Bericht vom Eröffnungsplenum des Grenzcamps

müder Plenumsrocker 14.07.2002 02:21 Themen: Antirassismus
Am Samstagabend fand auf dem Grenzcamp in Jena das Eröffnungsplenum statt.
Hier ein kurzer (positiv überraschter und wegen Müdigkeit ungenauer) Bericht
Mit Erinnerung an vergangene langwierige und nervige Plena ging es zum heutigen Eröffnungsplenum des Grenzcamps. Dort sorgte die Ankündigung, dass es erstmal 45 Minuten "Input" geben würde für einen Rückgang ein Plenumsbereitschaft. Interesse an einem 45-minütigen Vortrag bestand nicht gerade. Aber es kam ganz anders...
Nach einer kurzen Hinleitung (es werde um Themen gehen, die in der Vorbereitung diskutiert wurden) begann eine neue Form von Kennenlernspielen. Alle sollten aufstehen und sich Nachbarn suchen, die einem vorher nicht bekannt waren. Dort sollte jeweils ca. 2 Minuten über verschiedene Themen (soziale Gemeinsamkeiten, soziale Differenzen, Instrumentalisierung und Solidarität in der gemeinsamen politischen Arbeit, Verknüpfung/Verzahnung von Rassismus und Sexismus, Gender/Identitätspolitik, Grenzziehungen - Frauen/Lesben/Transgender-Bereich auf dem Grenzcamp) geredet werden. Zwischen den Themen wurden die Plätze erneut gewechselt. Das ganze in deutsch und englisch (sowie kleinen Übersetzungsgruppen für weitere Sprachen).

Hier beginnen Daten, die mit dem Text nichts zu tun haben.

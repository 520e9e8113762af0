//! HTTP Handlers

use axum::{
    extract::{rejection::JsonRejection, State},
    http::StatusCode,
    Json,
};
use serde::Serialize;
use std::sync::Arc;

use cutline_core::{
    money::{self, cents_to_dollars, DEFAULT_CURRENCY},
    Catalog, ConfirmRequest, ConfirmResponse, CreateIntentRequest, CreateIntentResponse,
    PaymentSummary,
};
use cutline_payments::{NewIntent, PaymentGateway};

use crate::state::AppState;

// ============================================================================
// Response Types
// ============================================================================

#[derive(Serialize)]
#[serde(rename_all = "camelCase")]
pub struct HealthResponse {
    pub status: &'static str,
    pub version: &'static str,
    pub payments_configured: bool,
}

#[derive(Debug, Serialize)]
pub struct ErrorResponse {
    pub error: String,
    pub code: String,

    /// Intent status, when a confirmation is refused because of it
    #[serde(skip_serializing_if = "Option::is_none")]
    pub status: Option<String>,
}

pub type ApiError = (StatusCode, Json<ErrorResponse>);

fn api_error(status: StatusCode, error: &str, code: &str) -> ApiError {
    (
        status,
        Json(ErrorResponse {
            error: error.into(),
            code: code.into(),
            status: None,
        }),
    )
}

fn require_gateway(state: &AppState) -> Result<Arc<dyn PaymentGateway>, ApiError> {
    state.gateway.clone().ok_or_else(|| {
        api_error(
            StatusCode::SERVICE_UNAVAILABLE,
            "Payments not configured",
            "PAYMENTS_DISABLED",
        )
    })
}

/// Unreadable or missing bodies are handled as `{}`, so each endpoint answers
/// with its own 400 instead of axum's plain-text rejection.
fn body_or_empty<T: Default>(payload: Result<Json<T>, JsonRejection>, endpoint: &str) -> T {
    match payload {
        Ok(Json(body)) => body,
        Err(rejection) => {
            tracing::debug!(endpoint, error = %rejection, "Unreadable JSON body");
            T::default()
        }
    }
}

// ============================================================================
// Handlers
// ============================================================================

/// Health check endpoint
pub async fn health_check(State(state): State<AppState>) -> Json<HealthResponse> {
    Json(HealthResponse {
        status: "healthy",
        version: env!("CARGO_PKG_VERSION"),
        payments_configured: state.gateway.is_some(),
    })
}

/// Service pricing
pub async fn pricing(State(state): State<AppState>) -> Json<Catalog> {
    Json(state.catalog.as_ref().clone())
}

/// Create a payment intent
pub async fn create_intent(
    State(state): State<AppState>,
    payload: Result<Json<CreateIntentRequest>, JsonRejection>,
) -> Result<Json<CreateIntentResponse>, ApiError> {
    let payload = body_or_empty(payload, "create-intent");
    let amount = money::ensure_chargeable(payload.amount.unwrap_or_default()).map_err(|e| {
        api_error(StatusCode::BAD_REQUEST, e.user_message(), "INVALID_AMOUNT")
    })?;

    let gateway = require_gateway(&state)?;
    let currency = payload
        .currency
        .clone()
        .unwrap_or_else(|| DEFAULT_CURRENCY.to_string());

    let request = NewIntent::new(amount)
        .currency(currency.clone())
        .service(payload.service.clone())
        .customer_email(payload.customer_email);

    let intent = gateway.create_intent(request).await.map_err(|e| {
        tracing::error!(
            gateway = gateway.name(),
            retryable = e.is_retryable(),
            error = %e,
            "Payment intent creation error"
        );
        api_error(
            StatusCode::INTERNAL_SERVER_ERROR,
            "Failed to create payment intent",
            "INTENT_ERROR",
        )
    })?;

    tracing::info!(intent_id = %intent.id, amount, currency = %currency, "Payment intent created");

    Ok(Json(CreateIntentResponse {
        client_secret: intent.client_secret,
        amount,
        currency,
        service: payload.service,
    }))
}

/// Confirm a payment and run the crypto payout
pub async fn confirm_payment(
    State(state): State<AppState>,
    payload: Result<Json<ConfirmRequest>, JsonRejection>,
) -> Result<Json<ConfirmResponse>, ApiError> {
    let payload = body_or_empty(payload, "confirm");
    let intent_id = payload.intent_id().ok_or_else(|| {
        api_error(
            StatusCode::BAD_REQUEST,
            "Payment intent ID required",
            "MISSING_INTENT_ID",
        )
    })?;

    let gateway = require_gateway(&state)?;

    let intent = gateway.retrieve_intent(intent_id).await.map_err(|e| {
        tracing::error!(
            gateway = gateway.name(),
            intent_id,
            retryable = e.is_retryable(),
            error = %e,
            "Payment confirmation error"
        );
        api_error(
            StatusCode::INTERNAL_SERVER_ERROR,
            "Failed to confirm payment",
            "CONFIRM_ERROR",
        )
    })?;

    if !intent.status.is_succeeded() {
        tracing::warn!(intent_id, status = %intent.status, "Payment not successful");
        return Err((
            StatusCode::BAD_REQUEST,
            Json(ErrorResponse {
                error: "Payment not successful".into(),
                code: "PAYMENT_NOT_SUCCEEDED".into(),
                status: Some(intent.status.to_string()),
            }),
        ));
    }

    let amount = cents_to_dollars(intent.amount);
    let crypto_payout = state.payout.process(amount, &intent.currency).await;

    Ok(Json(ConfirmResponse {
        success: true,
        payment: PaymentSummary {
            service: intent.service().map(str::to_string),
            id: intent.id,
            amount,
            currency: intent.currency,
            status: intent.status.to_string(),
        },
        crypto_payout,
    }))
}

So gingen die 45 Minuten doch schnell vorbei und alle hatten das Gefühl was gemacht zu haben und richtig am Plenum teilgenommen zu haben. Nun begann eine mit Spezialeffekten eingeleitete Diskussion über die Formierung Transidentitärer Bündnisse. Gleichzeitig setzte aber auch ein Schwund an Plenumsteilnehmern ein.
Trotz allem ein Plenum, dass bei mir in positiver Erinnerung bleiben wird.


Etwas Kritik hab ich auch noch. Negativ aufgefallen ist mir der nicht gerade geringe Konsum von Alkohol. Eigentlich sehe ich das ganze Camp als eine große Politaktion. Dort hat Alkohol eigentlich nichts zu suchen. An das Niveau eines Festivals ist der Alkoholkonsum noch nicht gestiegen, aber wenn die Steigerung so weiter geht, wie zum letzten Jahr, dann wird das nicht mehr lange dauern, bis da ein gleichstand herrscht. Irgendwo finde ich es schon schwach, dass viele Leute nicht mal eine Woche auf ihre Drogen verzichten können und immer aus der wahrlich nicht schönen Realität fliehen müssen.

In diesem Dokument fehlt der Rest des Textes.